A research workflow
Jonas Kersulis
What is research?
If you suddenly disappear (read: graduate), would a newcomer understand the work you’ve done?
Well, what would that work consist of?
- Technical/communication work
- Scratch notes
- Semi-formal documentation
- Research papers
- Posters
- Presentations
- Practical work
- Source code
- Input data for code to work on
- Scripts for running code on data
- Output from code execution
- Figures to help interpret results
These categories are distinct yet often inseparable. A script file may load data, call source code to generate output, and generate a figure for inclusion in a research paper. The pieces must be kept organized and together.
Organization
Here’s a master directory for a project I’ve been working on:
temporal-instanton/
Now give each type of research output a place:
temporal-instanton/
nb/
src/
data/
images/
papers/
posters/
presentations/
Let’s look at each directory.
Notebook directory: nb/
Here is the February portion of my notebook directory:
nb/
2016-02-03-change-line-data-input.ipynb
2016-02-04-updating-figures.ipynb
2016-02-05-normalized-performance-figure.ipynb
2016-02-09-abstraction.ipynb
2016-02-10-new-interface.md
2016-02-18-clean-start.md
2016-02-22-parametric-analysis.ipynb
2016-02-22-translation-revisited.ipynb
report-2016-01-19.ipynb
Each file is a Jupyter notebook. The naming scheme ensures the most recent notebook is always at the bottom (reports being the exception). I make the file names as long as they need to be to ensure I can reliably guess their contents a few months later. Each notebook whose name begins with a date represents work on a particular feature or exploration of a certain topic. The contents are flexible – some notebooks are heavy on written documentation, others contain only code, and still others contain a little of everything. I createreport-
notebooks less frequently; they contain semi-formal documentation that summarizes several scratch work notebooks. Report notebooks are often created to be shared with my advisor, and pieces of them tend to make it to research papers.

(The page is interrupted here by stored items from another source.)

//! Simulation results
//!
//! A `TrialResult` is the month-by-month path of one Monte Carlo trial plus
//! its running totals. A `MonteCarloResult` collects every trial of one
//! (portfolio, scenario) pair in trial order.

use std::sync::Arc;
use std::sync::atomic::{AtomicBool, AtomicUsize, Ordering};

use serde::{Deserialize, Serialize};

/// How a trial ended
#[derive(Debug, Clone, Copy, PartialEq, Eq, Serialize, Deserialize)]
#[serde(tag = "status", rename_all = "snake_case")]
pub enum TrialStatus {
    Survived,
    /// Portfolio value reached zero in this 1-based month
    Depleted { month: usize },
}

impl TrialStatus {
    #[must_use]
    pub fn survived(&self) -> bool {
        matches!(self, TrialStatus::Survived)
    }

    #[must_use]
    pub fn depletion_month(&self) -> Option<usize> {
        match self {
            TrialStatus::Survived => None,
            TrialStatus::Depleted { month } => Some(*month),
        }
    }
}

#[derive(Debug, Clone, PartialEq, Serialize, Deserialize)]
pub struct TrialResult {
    pub trial: usize,
    pub seed: u64,
    /// End-of-month portfolio value, one entry per month of the horizon.
    /// Months after depletion hold 0.
    pub values: Vec<f64>,
    pub status: TrialStatus,
    pub total_withdrawals: f64,
    pub total_contributions: f64,
    pub total_rebalance_costs: f64,
    pub rebalance_count: u32,
}

impl TrialResult {
    #[must_use]
    pub fn final_value(&self) -> f64 {
        self.values.last().copied().unwrap_or(0.0)
    }

    #[must_use]
    pub fn survived(&self) -> bool {
        self.status.survived()
    }

    /// Months completed with a positive balance
    #[must_use]
    pub fn months_survived(&self) -> usize {
        match self.status {
            TrialStatus::Survived => self.values.len(),
            TrialStatus::Depleted { month } => month - 1,
        }
    }

    /// Contributions minus withdrawals
    #[must_use]
    pub fn net_flow(&self) -> f64 {
        self.total_contributions - self.total_withdrawals
    }

    /// Change of the final value against the initial capital, ignoring the
    /// cash that flowed in or out along the way
    #[must_use]
    pub fn total_return(&self, initial_capital: f64) -> f64 {
        if initial_capital <= 0.0 {
            return 0.0;
        }
        (self.final_value() - initial_capital) / initial_capital
    }
}

/// All trials of one (portfolio, scenario) pair
#[derive(Debug, Clone, PartialEq, Serialize, Deserialize)]
pub struct MonteCarloResult {
    pub portfolio: String,
    pub scenario: String,
    pub initial_capital: f64,
    pub horizon_months: usize,
    #[serde(default, skip_serializing_if = "Option::is_none")]
    pub start_date: Option<jiff::civil::Date>,
    pub trials: Vec<TrialResult>,
}

impl MonteCarloResult {
    #[must_use]
    pub fn num_trials(&self) -> usize {
        self.trials.len()
    }

    /// Fraction of trials that never depleted
    #[must_use]
    pub fn survival_rate(&self) -> f64 {
        if self.trials.is_empty() {
            return 0.0;
        }
        let survived = self.trials.iter().filter(|t| t.survived()).count();
        survived as f64 / self.trials.len() as f64
    }

    #[must_use]
    pub fn final_values(&self) -> Vec<f64> {
        self.trials.iter().map(TrialResult::final_value).collect()
    }
}

/// Shared progress and cancellation for a running simulation.
///
/// Clones share the same counters, so a UI thread can hold one copy while the
/// workers update another.
#[derive(Debug, Clone, Default)]
pub struct MonteCarloProgress {
    /// Completed trials
    completed: Arc<AtomicUsize>,
    /// Cancellation flag
    cancelled: Arc<AtomicBool>,
}

impl MonteCarloProgress {
    #[must_use]
    pub fn new() -> Self {
        Self::default()
    }

    #[must_use]
    pub fn completed(&self) -> usize {
        self.completed.load(Ordering::Relaxed)
    }

    pub fn add_completed(&self, trials: usize) {
        self.completed.fetch_add(trials, Ordering::Relaxed);
    }

    /// Request cancellation; running batches finish, no new ones start
    pub fn cancel(&self) {
        self.cancelled.store(true, Ordering::Relaxed);
    }

    #[must_use]
    pub fn is_cancelled(&self) -> bool {
        self.cancelled.load(Ordering::Relaxed)
    }

    pub fn reset(&self) {
        self.completed.store(0, Ordering::Relaxed);
        self.cancelled.store(false, Ordering::Relaxed);
    }
}

#[cfg(test)]
mod tests {
    use super::*;

    fn trial(values: Vec<f64>, status: TrialStatus) -> TrialResult {
        TrialResult {
            trial: 0,
            seed: 0,
            values,
            status,
            total_withdrawals: 300.0,
            total_contributions: 100.0,
            total_rebalance_costs: 0.0,
            rebalance_count: 0,
        }
    }

    #[test]
    fn test_months_survived() {
        let survived = trial(vec![1.0, 2.0, 3.0], TrialStatus::Survived);
        assert_eq!(survived.months_survived(), 3);
        assert_eq!(survived.final_value(), 3.0);

        let depleted = trial(vec![1.0, 0.0, 0.0], TrialStatus::Depleted { month: 2 });
        assert_eq!(depleted.months_survived(), 1);
        assert_eq!(depleted.final_value(), 0.0);
        assert_eq!(depleted.status.depletion_month(), Some(2));
    }

    #[test]
    fn test_net_flow_and_return() {
        let t = trial(vec![1_000.0], TrialStatus::Survived);
        assert_eq!(t.net_flow(), -200.0);
        assert!((t.total_return(800.0) - 0.25).abs() < 1e-12);
        assert!((t.total_return(1_000.0)).abs() < 1e-12);
        assert_eq!(t.total_return(0.0), 0.0);
    }

    #[test]
    fn test_progress_is_shared() {
        let progress = MonteCarloProgress::new();
        let handle = progress.clone();
        handle.add_completed(100);
        handle.cancel();
        assert_eq!(progress.completed(), 100);
        assert!(progress.is_cancelled());

        progress.reset();
        assert_eq!(handle.completed(), 0);
        assert!(!handle.is_cancelled());
    }
}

Source code directory: src/
src/
contains all source code. Mine is a little cluttered right now, but here’s what I wish it looked like:
src/
TemporalInstanton.jl
dataload.jl
solvetmpinst.jl
matrixbuilding.jl
manipulations.jl
plot.jl
powerflow.jl
thermalmodel.jl
Without going into painful detail about the handful of files here, I’ll just mention the role each plays. TemporalInstanton.jl
defines a Julia module, making it easy to load all the other code with one command. dataload.jl
contains functions used to translate raw data (from, say, MatpowerCases) into input my algorithm can accept. solvetmpinst.jl
contains those functions that implement the actual algorithm (these are kept outside TemporalInstanton.jl
to keep that file brief and easier to read). matrixbuilding.jl
contains functions that turn input data (mostly vectors) into matrices defining an instance of a quadratically-constrained quadratic program. plot.jl
is self explanatory. powerflow.jl
contains functions used to process input and output data to interpret them in terms of injections and flows. thermalmodel.jl
does the same thing for transmission line temperatures.

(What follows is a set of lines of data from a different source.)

use drawdown_core::cash_flow::BonusSchedule;
use drawdown_core::model::AssetId;
use drawdown_core::rebalance::RebalanceStrategy;

use super::{MINIMAL_SETTINGS, SAMPLE_SETTINGS};
use crate::config::{AssetConfig, Frequency, RebalanceConfig, RunConfig};

#[test]
fn test_sample_settings_parse_and_validate() {
    let config = RunConfig::from_yaml(SAMPLE_SETTINGS).unwrap();
    let study = config.to_study().unwrap();

    assert_eq!(study.config.initial_capital, 100_000.0);
    assert_eq!(study.config.horizon_months, 120);
    assert_eq!(study.config.num_trials, 10_000);
    assert_eq!(study.config.start_date, Some(jiff::civil::date(2025, 1, 1)));
    assert!(study.config.cash_flows.inflation_indexed);
    assert_eq!(study.portfolios.len(), 3);
    assert_eq!(study.scenarios.len(), 3);
    assert!(study.universe.correlation().is_some());

    let bonus = study.config.cash_flows.bonus.as_ref().unwrap();
    assert_eq!(bonus.amount, 1_200.0);
    assert_eq!(bonus.schedule, BonusSchedule::semiannual());

    let pessimistic = study
        .scenarios
        .iter()
        .find(|s| s.name == "pessimistic")
        .unwrap();
    assert_eq!(pessimistic.volatility_scale, 1.25);
    assert_eq!(pessimistic.return_shift, -0.02);
}

#[test]
fn test_portfolio_names_and_rebalance_rules() {
    let config = RunConfig::from_yaml(SAMPLE_SETTINGS).unwrap();
    let portfolios = config.portfolios().unwrap();

    // map keys sort as classic, equity, permanent
    let names: Vec<&str> = portfolios.iter().map(|p| p.name()).collect();
    assert_eq!(names, vec!["60/40", "all-equity", "permanent"]);
    assert_eq!(portfolios[0].rebalance(), RebalanceStrategy::ANNUAL);
    assert_eq!(portfolios[1].rebalance(), RebalanceStrategy::Never);
    assert_eq!(
        portfolios[2].rebalance(),
        RebalanceStrategy::Threshold { threshold: 0.05 }
    );
    assert_eq!(portfolios[2].weight(&AssetId::cash()), Some(0.25));
}

#[test]
fn test_rebalance_config_strategy() {
    let time = |frequency, months| RebalanceConfig::Time { frequency, months };
    assert_eq!(
        time(Some(Frequency::Quarterly), None).strategy(),
        RebalanceStrategy::QUARTERLY
    );
    assert_eq!(
        time(Some(Frequency::Semiannual), None).strategy(),
        RebalanceStrategy::Periodic { months: 6 }
    );
    assert_eq!(
        time(Some(Frequency::Annual), Some(2)).strategy(),
        RebalanceStrategy::Periodic { months: 2 }
    );
    assert_eq!(time(None, None).strategy(), RebalanceStrategy::ANNUAL);
    assert_eq!(RebalanceConfig::default().strategy(), RebalanceStrategy::ANNUAL);
}

#[test]
fn test_minimal_settings_defaults() {
    let config = RunConfig::from_yaml(MINIMAL_SETTINGS).unwrap();
    let study = config.to_study().unwrap();

    assert_eq!(study.config.seed, 7);
    assert_eq!(study.config.cash_flows.bonus, None);
    assert_eq!(study.config.cash_flows.monthly_contribution, 0.0);
    assert!(!study.config.cash_flows.inflation_indexed);
    assert_eq!(config.project.output_dir, std::path::PathBuf::from("results"));
    assert_eq!(
        study.portfolios[0].rebalance(),
        RebalanceStrategy::QUARTERLY
    );
}

#[test]
fn test_disabled_contributions_are_ignored() {
    let yaml = MINIMAL_SETTINGS.replace(
        "simulation:",
        "contributions:\n  enabled: false\n  periodic_contribution: 500\n\nsimulation:",
    );
    let config = RunConfig::from_yaml(&yaml).unwrap();
    assert_eq!(
        config.simulation_config().unwrap().cash_flows.monthly_contribution,
        0.0
    );

    let enabled = yaml.replace("enabled: false", "enabled: true");
    let config = RunConfig::from_yaml(&enabled).unwrap();
    assert_eq!(
        config.simulation_config().unwrap().cash_flows.monthly_contribution,
        500.0
    );
}

#[test]
fn test_invalid_weights_rejected() {
    let yaml = MINIMAL_SETTINGS.replace("flat: 1.0", "flat: 0.9");
    let config = RunConfig::from_yaml(&yaml).unwrap();
    let err = config.to_study().unwrap_err();
    assert!(format!("{err:?}").contains("flat"));
}

#[test]
fn test_unknown_asset_rejected() {
    let yaml = MINIMAL_SETTINGS.replace("      flat: 1.0", "      flat: 0.5\n      gold: 0.5");
    let config = RunConfig::from_yaml(&yaml).unwrap();
    assert!(config.to_study().is_err());
}

#[test]
fn test_missing_horizon_rejected() {
    let yaml = MINIMAL_SETTINGS.replace("  horizon_months: 120\n", "");
    let config = RunConfig::from_yaml(&yaml).unwrap();
    assert!(config.simulation_config().is_err());
}

#[test]
fn test_oversized_horizon_rejected() {
    let years = MINIMAL_SETTINGS.replace(
        "  horizon_months: 120\n",
        "  simulation_horizon_years: 4611686018427387904\n",
    );
    let config = RunConfig::from_yaml(&years).unwrap();
    assert!(config.simulation_config().is_err());

    let months = MINIMAL_SETTINGS.replace("horizon_months: 120", "horizon_months: 5000");
    let config = RunConfig::from_yaml(&months).unwrap();
    assert!(config.to_study().is_err());
}

#[test]
fn test_asset_from_prices() {
    let asset = AssetConfig {
        prices: vec![100.0, 101.0, 100.5, 102.0, 103.0],
        periods_per_year: Some(12.0),
        ..Default::default()
    };
    let stats = asset.stats().unwrap();
    assert!(stats.mean_return > 0.0);
    assert!(stats.volatility > 0.0);

    let both = AssetConfig {
        mean_return: Some(0.05),
        volatility: Some(0.1),
        prices: vec![1.0, 2.0],
        periods_per_year: None,
    };
    assert!(both.stats().is_err());

    let partial = AssetConfig {
        mean_return: Some(0.05),
        ..Default::default()
    };
    assert!(partial.stats().is_err());
}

One key benefit of developing all source code in one directory is version control. You can use git to track changes to your code and push everything to a remote (here’s a good remote option for umich students). Every time you get important results or generate a useful plot, you can record the most recent commit hash. Later on you can reproduce your results by returning to that commit.
Data directory: data/
My data/
directory is kind of cluttered, but that’s also its purpose. Keeping an algorithm implementation separate from data used to test it is essential for code reuse and portability. An important tip in the context of data/
: strive to use plaintext rather than binary files wherever possible. A .csv or .txt file is better than a .jld or .mat file. It is to your great credit if someone else can inspect and understand your datasets using just a text editor, without firing up Julia or MATLAB.
Images directory: images/
So yeah, I put all the images here. When the time comes to polish and image and include it in a paper, poster, or presentation, I copy it to that paper’s directory, which brings me to the remaining three directories.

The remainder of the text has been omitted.